• _Task to complete_
Find the line containing "return Err(Box::new(e) as" in the data below and repeat it, along with all later lines, exactly through the last one.

==== Dataset extract

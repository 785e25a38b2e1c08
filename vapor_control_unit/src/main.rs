//! # Vapor Control Unit
//!
//! Deterministic control loop for the vapor process rig: simulated
//! plant, safety supervision, ESD sequencing, operator input and
//! telemetry, all advanced on one fixed-period tick.
//!
//! Configuration is a single TOML file; every section is optional and
//! falls back to the shipped defaults. `--scenario` replays a scripted
//! operator input tape and `--ticks` bounds the run, which together
//! make unattended rig sessions reproducible.

use clap::Parser;
use std::path::PathBuf;
use std::process;
use std::sync::atomic::{AtomicBool, Ordering};
use std::sync::Arc;
use tracing::{error, info, Level};
use tracing_subscriber::EnvFilter;

use vapor_common::config::VaporConfig;
use vapor_common::io::InputSource;
use vapor_common::telemetry::Announcement;
use vapor_control_unit::config::load_config;
use vapor_control_unit::cycle::{rt_setup, CycleRunner, Ports};
use vapor_hal::{
    NullOperator, ScriptedOperator, SerialLineSink, SimulatedPlant, TracingActuator,
    TracingIndicator, UdpFeedPublisher,
};

/// Vapor Control Unit — deterministic process control loop
#[derive(Parser, Debug)]
#[command(name = "vapor_control_unit")]
#[command(author = "VaporSur Controls")]
#[command(version)]
#[command(about = "Deterministic control loop for the vapor process rig")]
struct Args {
    /// Path to the configuration TOML. Defaults apply when omitted.
    #[arg(long, value_name = "FILE")]
    config: Option<PathBuf>,

    /// Scripted operator input tape (TOML) to replay against the rig.
    #[arg(long, value_name = "FILE")]
    scenario: Option<PathBuf>,

    /// Stop after this many ticks (default: run until interrupted).
    #[arg(long)]
    ticks: Option<u64>,

    /// Enable verbose logging (DEBUG level).
    #[arg(short, long)]
    verbose: bool,

    /// Output logs in JSON format.
    #[arg(long)]
    json: bool,
}

fn main() {
    let args = Args::parse();
    setup_tracing(&args);

    info!(
        "Vapor Control Unit v{} starting...",
        env!("CARGO_PKG_VERSION")
    );

    if let Err(e) = run(&args) {
        error!("FATAL: {e}");
        process::exit(1);
    }

    info!("Vapor Control Unit shutdown complete");
}

fn run(args: &Args) -> Result<(), Box<dyn std::error::Error>> {
    let config = match args.config {
        Some(ref path) => {
            info!("Loading config from {}", path.display());
            load_config(path)?
        }
        None => {
            info!("No config file given; using defaults");
            VaporConfig::default()
        }
    };

    info!(
        "Config OK: tick_period={}ms, publish_interval={} ticks",
        config.control.tick_period_ms, config.control.publish_interval_ticks
    );

    // RT setup (mlockall, prefault, affinity, scheduler).
    rt_setup(config.control.cpu_core, config.control.rt_priority)?;
    info!(
        "RT setup complete (cpu_core={}, priority={})",
        config.control.cpu_core, config.control.rt_priority
    );

    let inputs: Box<dyn InputSource> = match args.scenario {
        Some(ref path) => {
            info!("Replaying operator scenario from {}", path.display());
            Box::new(ScriptedOperator::load(path)?)
        }
        None => Box::new(NullOperator),
    };

    let ports = Ports {
        plant: Box::new(SimulatedPlant::new(&config.plant)),
        inputs,
        actuators: Box::new(TracingActuator::default()),
        indicator: Box::new(TracingIndicator::default()),
        serial: Box::new(SerialLineSink::open(&config.telemetry.serial_path)?),
        publisher: Box::new(UdpFeedPublisher::connect(&config.telemetry.uplink_addr)?),
    };

    let announcement = Announcement::new(&config.telemetry.device_name, env!("CARGO_PKG_VERSION"));
    let mut runner = CycleRunner::new(&config, ports, announcement);
    runner.set_tick_limit(args.ticks);
    info!("CycleRunner initialized, entering control loop");

    // Signal handler for graceful shutdown.
    let running = Arc::new(AtomicBool::new(true));
    let r = running.clone();
    ctrlc::set_handler(move || {
        info!("Received shutdown signal");
        r.store(false, Ordering::SeqCst);
    })?;

    if let Err(e) = runner.run(&running) {
        error!("Control loop error: {e}");
        return Err(Box::new(e) as Box<dyn std::error::Error>);
    }

    let stats = &runner.stats;
    let min_ns = if stats.cycle_count == 0 {
        0
    } else {
        stats.min_cycle_ns
    };
    info!(
        "Timing: {} cycles, avg={}ns, min={}ns, max={}ns, stddev={}ns, max_latency={}ns, overruns={}",
        stats.cycle_count,
        stats.avg_cycle_ns(),
        min_ns,
        stats.max_cycle_ns,
        stats.stddev_cycle_ns(),
        stats.max_latency_ns,
        stats.overruns,
    );

    Ok(())
}

/// Setup tracing subscriber based on CLI arguments.
fn setup_tracing(args: &Args) {
    let level = if args.verbose {
        Level::DEBUG
    } else {
        Level::INFO
    };

    let filter = EnvFilter::from_default_env().add_directive(level.into());

    if args.json {
        tracing_subscriber::fmt()
            .with_env_filter(filter)
            .json()
            .init();
    } else {
        tracing_subscriber::fmt()
            .with_env_filter(filter)
            .compact()
            .init();
    }
}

========

• _Answer box_
        return Err(Box::new(e) as Box<dyn std::error::Error>);
    }

    let stats = &runner.stats;
    let min_ns = if stats.cycle_count == 0 {
        0
    } else {
        stats.min_cycle_ns
    };
    info!(
        "Timing: {} cycles, avg={}ns, min={}ns, max={}ns, stddev={}ns, max_latency={}ns, overruns={}",
        stats.cycle_count,
        stats.avg_cycle_ns(),
        min_ns,
        stats.max_cycle_ns,
        stats.stddev_cycle_ns(),
        stats.max_latency_ns,
        stats.overruns,
    );

    Ok(())
}

/// Setup tracing subscriber based on CLI arguments.
fn setup_tracing(args: &Args) {
    let level = if args.verbose {
        Level::DEBUG
    } else {
        Level::INFO
    };

    let filter = EnvFilter::from_default_env().add_directive(level.into());

    if args.json {
        tracing_subscriber::fmt()
            .with_env_filter(filter)
            .json()
            .init();
    } else {
        tracing_subscriber::fmt()
            .with_env_filter(filter)
            .compact()
            .init();
    }
}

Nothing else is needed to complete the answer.